Cunningham shines to lead Wild Things over Evansville

Among the great mysteries of sports: Why do people call left-handed pitchers “crafty,” but not right-handers?
Not sure what the answer is, but the Wild Things appear to have a right-hander who won’t consistently overpower hitters but knows how to retire them. In the grand tradition of Aaron Ledbetter and Chris Smith, enter Chase Cunningham.
Cunningham pitched seven strong innings Friday to win for the fourth time in as many decisions as the Wild Things defeated Evansville 5-2 on Fireworks Night.
A right-hander from Johnson City, Tenn., who played his college baseball at Belmont in Nashville, Cunningham is in his second season with the Wild Things. He’s also making a strong case to be considered an ace of the pitching staff.
Cunningham has impressed the Wild Things with his approach of working fast and throwing strikes.
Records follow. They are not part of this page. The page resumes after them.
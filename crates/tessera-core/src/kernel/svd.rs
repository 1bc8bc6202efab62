//! Singular value decomposition by one-sided Jacobi rotations.
//!
//! Pairs of columns are rotated until they are mutually orthogonal; the
//! column norms are then the singular values. Wide matrices are handled
//! through their transpose.

use super::{matrix_len, SvdJob};

/// Maximum number of Jacobi sweeps before giving up.
const MAX_SWEEPS: usize = 100;

/// Relative orthogonality tolerance.
const TOL: f64 = f64::EPSILON * 100.0;

struct TallSvd {
    /// Descending singular values, length `n`.
    s: Vec<f64>,
    /// Left singular vectors, `m x m` column-major.
    u: Vec<f64>,
    /// Right singular vectors, `n x n` column-major.
    v: Vec<f64>,
    /// Column pairs still above tolerance after the last sweep.
    unconverged: usize,
}

/// One-sided Jacobi on a column-major `m x n` matrix with `m >= n`.
#[allow(clippy::many_single_char_names)]
fn jacobi_tall(mut work: Vec<f64>, m: usize, n: usize) -> TallSvd {
    let mut v = vec![0.0; n * n];
    for i in 0..n {
        v[i + i * n] = 1.0;
    }

    // Columns whose squared norm falls below this are numerically zero.
    let floor = f64::EPSILON * f64::EPSILON * work.iter().map(|x| x * x).sum::<f64>();

    let mut unconverged = 0;
    for _sweep in 0..MAX_SWEEPS {
        unconverged = 0;
        for p in 0..n {
            for q in (p + 1)..n {
                let (mut app, mut aqq, mut apq) = (0.0, 0.0, 0.0);
                for i in 0..m {
                    let wp = work[i + p * m];
                    let wq = work[i + q * m];
                    app += wp * wp;
                    aqq += wq * wq;
                    apq += wp * wq;
                }
                if app <= floor || aqq <= floor || apq.abs() <= TOL * (app * aqq).sqrt() {
                    continue;
                }
                unconverged += 1;

                let tau = (aqq - app) / (apq + apq);
                let t = if tau >= 0.0 {
                    1.0 / (tau + (1.0 + tau * tau).sqrt())
                } else {
                    -1.0 / (-tau + (1.0 + tau * tau).sqrt())
                };
                let cs = 1.0 / (1.0 + t * t).sqrt();
                let sn = t * cs;

                rotate(&mut work, m, p, q, cs, sn);
                rotate(&mut v, n, p, q, cs, sn);
            }
        }
        if unconverged == 0 {
            break;
        }
    }

    let norms: Vec<f64> = (0..n)
        .map(|j| work[j * m..(j + 1) * m].iter().fold(0.0_f64, |acc, &x| acc.hypot(x)))
        .collect();
    let mut order: Vec<usize> = (0..n).collect();
    order.sort_by(|&a, &b| norms[b].total_cmp(&norms[a]));

    let cutoff = order.first().map_or(0.0, |&j| norms[j] * TOL);
    let mut s = Vec::with_capacity(n);
    let mut u = vec![0.0; m * m];
    let mut filled = vec![false; m];
    let mut v_sorted = vec![0.0; n * n];
    for (new_j, &old_j) in order.iter().enumerate() {
        let sigma = norms[old_j];
        s.push(sigma);
        if sigma > cutoff {
            for i in 0..m {
                u[i + new_j * m] = work[i + old_j * m] / sigma;
            }
            filled[new_j] = true;
        }
        v_sorted[new_j * n..(new_j + 1) * n].copy_from_slice(&v[old_j * n..(old_j + 1) * n]);
    }
    complete_basis(&mut u, m, &mut filled);

    TallSvd {
        s,
        u,
        v: v_sorted,
        unconverged,
    }
}

/// Rotate columns `p` and `q` of a column-major matrix with `rows` rows.
fn rotate(a: &mut [f64], rows: usize, p: usize, q: usize, cs: f64, sn: f64) {
    for i in 0..rows {
        let ap = a[i + p * rows];
        let aq = a[i + q * rows];
        a[i + p * rows] = cs * ap - sn * aq;
        a[i + q * rows] = sn * ap + cs * aq;
    }
}

/// Fill every column of the `m x m` matrix `u` not marked in `filled` with
/// a unit vector orthogonal to all filled columns (Gram-Schmidt on the
/// standard basis, two passes).
fn complete_basis(u: &mut [f64], m: usize, filled: &mut [bool]) {
    // Some e_c always keeps at least 1/sqrt(m) of its length after
    // projection, so this threshold is always met by some candidate.
    let accept = 0.5 / (m as f64).sqrt();
    let mut candidate = 0;
    for slot in 0..m {
        if filled[slot] {
            continue;
        }
        while candidate < m {
            let mut x = vec![0.0; m];
            x[candidate] = 1.0;
            candidate += 1;
            for _pass in 0..2 {
                for k in (0..m).filter(|&k| filled[k]) {
                    let col = &u[k * m..(k + 1) * m];
                    let dot: f64 = col.iter().zip(&x).map(|(a, b)| a * b).sum();
                    for (xi, ci) in x.iter_mut().zip(col) {
                        *xi -= dot * ci;
                    }
                }
            }
            let norm = x.iter().fold(0.0_f64, |acc, &v| acc.hypot(v));
            if norm > accept {
                for (dst, xi) in u[slot * m..(slot + 1) * m].iter_mut().zip(&x) {
                    *dst = xi / norm;
                }
                filled[slot] = true;
                break;
            }
        }
    }
}

#[allow(clippy::too_many_arguments)]
pub(super) fn gesvd(
    job: SvdJob,
    m: usize,
    n: usize,
    a: &mut [f64],
    lda: usize,
    s: &mut [f64],
    u: &mut [f64],
    ldu: usize,
    vt: &mut [f64],
    ldvt: usize,
) -> i32 {
    let k = m.min(n);
    require!(lda >= m.max(1), 5);
    require!(a.len() >= matrix_len(m, n, lda), 4);
    require!(s.len() >= k, 6);
    let (ucols, vtrows) = match job {
        SvdJob::All => (m, n),
        SvdJob::Economy => (k, k),
        SvdJob::None => (0, 0),
    };
    if ucols > 0 {
        require!(ldu >= m.max(1), 8);
        require!(u.len() >= matrix_len(m, ucols, ldu), 7);
    }
    if vtrows > 0 {
        require!(ldvt >= vtrows.max(1), 10);
        require!(vt.len() >= matrix_len(vtrows, n, ldvt), 9);
    }
    if k == 0 {
        fill_identity(u, m, ucols, ldu);
        fill_identity(vt, vtrows, n, ldvt);
        return 0;
    }

    // left: m x m, right: n x n, with A = left · diag(s) · rightᵗ.
    let (sigma, left, right, unconverged) = if m >= n {
        let mut work = vec![0.0; m * n];
        for j in 0..n {
            work[j * m..(j + 1) * m].copy_from_slice(&a[j * lda..j * lda + m]);
        }
        let r = jacobi_tall(work, m, n);
        (r.s, r.u, r.v, r.unconverged)
    } else {
        let mut work = vec![0.0; n * m];
        for j in 0..n {
            for i in 0..m {
                work[j + i * n] = a[i + j * lda];
            }
        }
        let r = jacobi_tall(work, n, m);
        (r.s, r.v, r.u, r.unconverged)
    };

    s[..k].copy_from_slice(&sigma[..k]);
    for j in 0..ucols {
        u[j * ldu..j * ldu + m].copy_from_slice(&left[j * m..(j + 1) * m]);
    }
    for i in 0..vtrows {
        for j in 0..n {
            vt[i + j * ldvt] = right[j + i * n];
        }
    }
    i32::try_from(unconverged).unwrap_or(i32::MAX)
}

fn fill_identity(a: &mut [f64], rows: usize, cols: usize, ld: usize) {
    for j in 0..cols {
        for i in 0..rows {
            a[i + j * ld] = if i == j { 1.0 } else { 0.0 };
        }
    }
}

#[cfg(test)]
#[allow(clippy::many_single_char_names)]
mod tests {
    use super::*;

    /// `U[:, :k] · diag(s) · Vᵗ[:k, :]` for column-major factors.
    fn reconstruct(m: usize, n: usize, u: &[f64], ldu: usize, s: &[f64], vt: &[f64], ldvt: usize) -> Vec<f64> {
        let mut out = vec![0.0; m * n];
        for j in 0..n {
            for i in 0..m {
                out[i + j * m] = (0..s.len()).map(|p| u[i + p * ldu] * s[p] * vt[p + j * ldvt]).sum();
            }
        }
        out
    }

    fn assert_orthonormal_columns(q: &[f64], rows: usize, cols: usize) {
        for p in 0..cols {
            for r in 0..cols {
                let dot: f64 = (0..rows).map(|i| q[i + p * rows] * q[i + r * rows]).sum();
                let expected = if p == r { 1.0 } else { 0.0 };
                assert!((dot - expected).abs() < 1e-10, "columns {p}, {r}: {dot}");
            }
        }
    }

    #[test]
    fn test_gesvd_diagonal() {
        let mut a = vec![3.0, 0.0, 0.0, 4.0];
        let mut s = [0.0; 2];
        let (mut u, mut vt) = (vec![0.0; 4], vec![0.0; 4]);
        assert_eq!(gesvd(SvdJob::All, 2, 2, &mut a, 2, &mut s, &mut u, 2, &mut vt, 2), 0);
        assert!((s[0] - 4.0).abs() < 1e-12);
        assert!((s[1] - 3.0).abs() < 1e-12);
    }

    #[test]
    fn test_gesvd_tall_full() {
        let a0 = vec![1.0, 3.0, 5.0, 2.0, 4.0, 6.0];
        let mut a = a0.clone();
        let mut s = [0.0; 2];
        let (mut u, mut vt) = (vec![0.0; 9], vec![0.0; 4]);
        assert_eq!(gesvd(SvdJob::All, 3, 2, &mut a, 3, &mut s, &mut u, 3, &mut vt, 2), 0);
        assert!(s[0] >= s[1] && s[1] >= 0.0);
        assert_orthonormal_columns(&u, 3, 3);
        let r = reconstruct(3, 2, &u, 3, &s, &vt, 2);
        for (x, y) in r.iter().zip(&a0) {
            assert!((x - y).abs() < 1e-10);
        }
    }

    #[test]
    fn test_gesvd_wide_economy() {
        let a0 = vec![1.0, 4.0, 2.0, 5.0, 3.0, 6.0];
        let mut a = a0.clone();
        let mut s = [0.0; 2];
        let (mut u, mut vt) = (vec![0.0; 4], vec![0.0; 6]);
        assert_eq!(gesvd(SvdJob::Economy, 2, 3, &mut a, 2, &mut s, &mut u, 2, &mut vt, 2), 0);
        let r = reconstruct(2, 3, &u, 2, &s, &vt, 2);
        for (x, y) in r.iter().zip(&a0) {
            assert!((x - y).abs() < 1e-10);
        }
    }

    #[test]
    fn test_gesvd_rank_deficient_u_is_orthogonal() {
        // Rank 1: every column is a multiple of (1, 2, 3).
        let mut a = vec![1.0, 2.0, 3.0, 2.0, 4.0, 6.0, 3.0, 6.0, 9.0];
        let mut s = [0.0; 3];
        let (mut u, mut vt) = (vec![0.0; 9], vec![0.0; 9]);
        assert_eq!(gesvd(SvdJob::All, 3, 3, &mut a, 3, &mut s, &mut u, 3, &mut vt, 3), 0);
        assert!((s[0] - 14.0).abs() < 1e-10);
        assert!(s[1] < 1e-10 && s[2] < 1e-10);
        assert_orthonormal_columns(&u, 3, 3);
    }

    #[test]
    fn test_gesvd_values_only() {
        let mut a = vec![2.0, 0.0, 0.0, -5.0];
        let mut s = [0.0; 2];
        assert_eq!(gesvd(SvdJob::None, 2, 2, &mut a, 2, &mut s, &mut [], 1, &mut [], 1), 0);
        assert!((s[0] - 5.0).abs() < 1e-12);
        assert!((s[1] - 2.0).abs() < 1e-12);
    }

    #[test]
    fn test_gesvd_argument_errors() {
        let mut a = vec![0.0; 4];
        let mut s = [0.0; 2];
        let (mut u, mut vt) = (vec![0.0; 4], vec![0.0; 4]);
        assert_eq!(gesvd(SvdJob::All, 2, 2, &mut a, 1, &mut s, &mut u, 2, &mut vt, 2), -5);
        assert_eq!(gesvd(SvdJob::All, 2, 2, &mut a, 2, &mut s[..1], &mut u, 2, &mut vt, 2), -6);
        assert_eq!(gesvd(SvdJob::All, 2, 2, &mut a, 2, &mut s, &mut u[..3], 2, &mut vt, 2), -7);
        assert_eq!(gesvd(SvdJob::All, 2, 2, &mut a, 2, &mut s, &mut u, 2, &mut vt, 1), -10);
    }
}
He even displays an even keel on the mound.
“My style is to attack, work off the fastball, move it in and out and keep the batters uncomfortable,” Cunningham explained.
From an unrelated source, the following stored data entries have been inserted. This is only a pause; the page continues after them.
//! `tessera-core`: strided N-dimensional arrays and dense linear algebra.
//!
//! Provides the [`NdArray`] type with zero-copy views, element kinds, a
//! pluggable numeric kernel, and LU / QR / SVD / symmetric eigen
//! decompositions built on it. The `tessera` crate re-exports everything
//! here behind its prelude.
//!
//! # Design
//!
//! - One generic array type over a closed set of element kinds
//!   ([`ElementKind`]); arithmetic through the [`Scalar`] / [`Float`] traits.
//! - Arrays share their buffer with every view derived from them. Only
//!   [`NdArray::copy`] breaks aliasing.
//! - Dense kernels sit behind [`NumericKernel`]; the pure-Rust
//!   [`ReferenceKernel`] is always available.
//! - Backends are chosen explicitly through [`ArrayContext`], or once per
//!   process by [`ArrayContext::global`].
//! - No `unsafe`.
//!
//! # Example
//!
//! ```
//! use tessera_core::prelude::*;
//!
//! let a = NdArray::from_rows(&[[4.0, 3.0], [6.0, 3.0]]).unwrap();
//! let lu = LuDecomposition::decompose(ArrayContext::global().kernel(), &a).unwrap();
//! assert!((lu.determinant().unwrap() + 6.0).abs() < 1e-12);
//! ```

pub mod array;
pub mod backend;
pub mod device;
pub mod dtype;
pub mod error;
pub mod kernel;
pub mod layout;
pub mod linalg;
pub mod random;


// Re-export key types at crate root for convenience.
pub use array::{NdArray, SliceRange};
pub use backend::{ArrayContext, Backend, BackendConfig, BackendRegistry};
pub use dtype::{Element, ElementKind, Float, Scalar};
pub use error::{CoreError, Result};
pub use kernel::{NumericKernel, ReferenceKernel};
pub use layout::{Layout, Order, DEFAULT_ORDER};

/// Items intended for glob-import: `use tessera_core::prelude::*;`
pub mod prelude {
    pub use crate::array::{NdArray, SliceRange};
    pub use crate::backend::{ArrayContext, BackendConfig};
    pub use crate::device::{DeviceContext, MixedOperandPolicy};
    pub use crate::dtype::{Element, ElementKind, Float, Scalar};
    pub use crate::error::{CoreError, Result};
    pub use crate::kernel::{EigenJob, EigenRange, NumericKernel, SvdJob, Transpose, Triangle};
    pub use crate::layout::Order;
    pub use crate::linalg::{
        LinearAlgebraRoutines, LuDecomposition, QrDecomposition, SvdDecomposition, SymmetricEigen,
    };
}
Evansville’s hitters mustered only five hits off Cunningham and didn’t score until Jeff Gardner hit a two-run homer in the seventh inning that cut Washington’s lead to 4-2. It was Gardner’s Frontier League-leading 10th home run and came two pitches after the game was delayed for a couple of minutes after home plate umpire Chris Richards was hit in the shoulder by a foul tip.
Cunningham said the delay didn’t throw off his rhythm, but Gardner’s homer was about all the offense the Otters generated against the Washington starter. Cunningham threw his fastball for strikes, mixed in a sharp curveball, a few changeups and a new pitch that Wild Things manager Gregg Langbehn described as a “cutter-slider.” Cunningham walked two, struck out five and kept all the Otters guessing what was coming next.
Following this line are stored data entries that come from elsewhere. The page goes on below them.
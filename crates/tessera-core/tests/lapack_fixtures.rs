//! Decompositions checked against published LAPACK example data.

#![allow(clippy::float_cmp)]

use tessera_core::prelude::*;

fn init_logging() {
    let _ = env_logger::builder().is_test(true).try_init();
}

fn routines() -> LinearAlgebraRoutines<'static> {
    ArrayContext::global().linalg()
}

fn approx_eq(a: &[f64], b: &[f64], tol: f64) -> bool {
    a.len() == b.len() && a.iter().zip(b).all(|(&x, &y)| (x - y).abs() < tol)
}

fn getrf_matrix() -> NdArray<f64> {
    NdArray::from_rows(&[
        [1.80, 2.88, 2.05, -0.89],
        [5.25, -2.95, -0.95, -3.80],
        [1.58, -2.69, -2.90, -1.04],
        [-1.11, -0.66, -0.59, 0.80],
    ])
    .unwrap()
}

fn gesv_system() -> (NdArray<f64>, NdArray<f64>) {
    let a = NdArray::from_rows(&[
        [6.80, -6.05, -0.45, 8.32, -9.67],
        [-2.11, -3.30, 2.58, 2.71, -5.14],
        [5.66, 5.36, -2.70, 4.35, -7.26],
        [5.97, -4.44, 0.27, -7.17, 6.08],
        [8.23, 1.08, 9.04, 2.14, -6.87],
    ])
    .unwrap();
    let b = NdArray::from_rows(&[
        [4.02, -1.56, 9.81],
        [6.19, 4.00, -4.09],
        [-8.22, -8.67, -4.57],
        [-7.57, 1.75, -8.61],
        [-3.03, 2.86, 8.99],
    ])
    .unwrap();
    (a, b)
}

fn syevr_matrix() -> NdArray<f64> {
    NdArray::from_rows(&[
        [0.67, -0.20, 0.19, -1.06, 0.46],
        [-0.20, 3.82, -0.13, 1.06, -0.48],
        [0.19, -0.13, 3.27, 0.11, 1.10],
        [-1.06, 1.06, 0.11, 5.86, -0.98],
        [0.46, -0.48, 1.10, -0.98, 3.54],
    ])
    .unwrap()
}

#[test]
fn test_lu_fixture() {
    init_logging();
    let a = getrf_matrix();
    let lu = routines().lu(&a).unwrap();
    assert_eq!(lu.pivots().to_vec(), vec![2, 2, 3, 4]);
    assert!(lu.is_non_singular());

    let la = routines();
    let pa = la.matmul(&lu.permutation(), &a).unwrap();
    let product = la.matmul(lu.lower(), lu.upper()).unwrap();
    assert!(pa.max_abs_diff(&product).unwrap() < 1e-12);

    let det = lu.determinant().unwrap();
    let inv = lu.inverse().unwrap();
    assert!((det * inv.det().unwrap() - 1.0).abs() < 1e-9);
}

#[test]
fn test_gesv_fixture() {
    init_logging();
    let (a, b) = gesv_system();
    let x = a.solve(&b).unwrap();
    let expected = [
        -0.80, -0.39, 0.96, //
        -0.70, -0.55, 0.22, //
        0.59, 0.84, 1.90, //
        1.32, -0.10, 5.36, //
        0.57, 0.11, 4.04,
    ];
    assert_eq!(x.shape(), &[5, 3]);
    assert!(approx_eq(&x.to_vec(), &expected, 0.01));

    let ipiv = NdArray::zeros(vec![5]);
    let (a, b) = (a.copy(), b.copy());
    routines().gesv(&a, &ipiv, &b).unwrap();
    assert_eq!(ipiv.to_vec(), vec![5, 5, 3, 4, 5]);
}

#[test]
fn test_geqrf_fixture() {
    init_logging();
    let a = NdArray::from_rows(&[
        [0.0, 2.0],
        [2.0, -1.0],
        [2.0, -1.0],
        [0.0, 1.5],
        [2.0, -1.0],
        [2.0, -1.0],
    ])
    .unwrap();
    let qr = routines().qr(&a).unwrap();
    assert!(approx_eq(&qr.tau().to_vec(), &[1.0, 1.4], 1e-12));
    assert!(qr.is_full_rank());
    let rebuilt = routines().matmul(qr.q().unwrap(), qr.r()).unwrap();
    assert!(rebuilt.max_abs_diff(&a).unwrap() < 1e-12);
}

#[test]
fn test_syevr_index_range_fixture() {
    init_logging();
    let range = EigenRange::Index { first: 1, last: 3 };
    let eig = SymmetricEigen::decompose_range(
        ArrayContext::global().kernel(),
        &syevr_matrix(),
        Triangle::Upper,
        range,
        EigenJob::Vectors,
    )
    .unwrap();
    assert_eq!(eig.len(), 3);
    assert!(approx_eq(&eig.values().to_vec(), &[0.433, 2.145, 3.368], 1e-3));

    let full = routines().eigh(&syevr_matrix()).unwrap();
    assert!(full.reconstruct().unwrap().max_abs_diff(&syevr_matrix()).unwrap() < 1e-10);
}

#[test]
fn test_gelsy_rank_deficient() {
    init_logging();
    // The middle column is zero, so the minimum-norm solution leaves it at 0.
    let a = NdArray::from_rows(&[[1.0, 0.0, 0.0], [0.0, 0.0, 2.0], [1.0, 0.0, 1.0], [0.0, 0.0, 1.0]]).unwrap();
    let b = NdArray::from_vec(vec![1.0, 2.0, 2.0, 1.0], vec![4]).unwrap();
    let fit = a.lstsq(&b).unwrap();
    assert_eq!(fit.rank, 2);
    assert_eq!(fit.solution.shape(), &[3]);
    assert!(approx_eq(&fit.solution.to_vec(), &[1.0, 0.0, 1.0], 1e-12));
    assert_eq!(a.matrix_rank().unwrap(), 2);
}

#[test]
fn test_failures_surface() {
    init_logging();
    let singular = NdArray::from_rows(&[[1.0, 2.0], [2.0, 4.0]]).unwrap();
    let rhs = NdArray::from_vec(vec![1.0, 2.0], vec![2]).unwrap();
    assert_eq!(
        singular.solve(&rhs).unwrap_err(),
        CoreError::NumericKernelFailure { routine: "gesv", code: 2 }
    );
    assert_eq!(singular.inv().unwrap_err(), CoreError::SingularMatrix);
    assert_eq!(singular.det().unwrap(), 0.0);

    let lu = routines().lu(&singular).unwrap();
    assert!(!lu.is_non_singular());
    assert_eq!(lu.inverse().unwrap_err(), CoreError::SingularMatrix);

    let rect = NdArray::<f64>::zeros(vec![2, 3]);
    assert!(matches!(rect.det(), Err(CoreError::ShapeMismatch { .. })));
}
Cunningham has even displayed more life on his fastball than he had last year, when he pitched with a stress fracture in his right foot but still won seven games. The injury hampered Cunningham’s velocity.
“He commanded the strike zone tonight,” Langbehn said. “We needed a good outing from him.”
Cunningham’s performance was the key piece in Washington’s third consecutive victory, the previous two of the walk-off variety.
“It was nice to play from in front for a change,” Langbehn said.
The Wild Things led because of solo home runs by first baseman Kane Sweeney and right fielder Hector Roa. Sweeney also scored the game’s first run, in the second inning, on a passed ball.
Sweeney opened the fourth inning with an opposite-field homer off Evansville starter Felix Baez (2-4) and Roa made it 3-0 when he scored later in the inning on a sacrifice fly by Kenny Peoples-Walls.
That was enough offense for Cunningham and reliever Zack Strecker, the latter pitching the final two innings for his fifth save.
“I would say this is the best I’ve started a season,” Cunningham said. “Confidence is a big thing. You can’t give the hitters too much credit. You have throw your stuff and not nitpick around the strike zone.”
Evansville leads the Frontier League in home runs with 43 in 31 games. … The Wild Things and Otters each had seven hits. Washington is 11-0 when it outhits its opponent.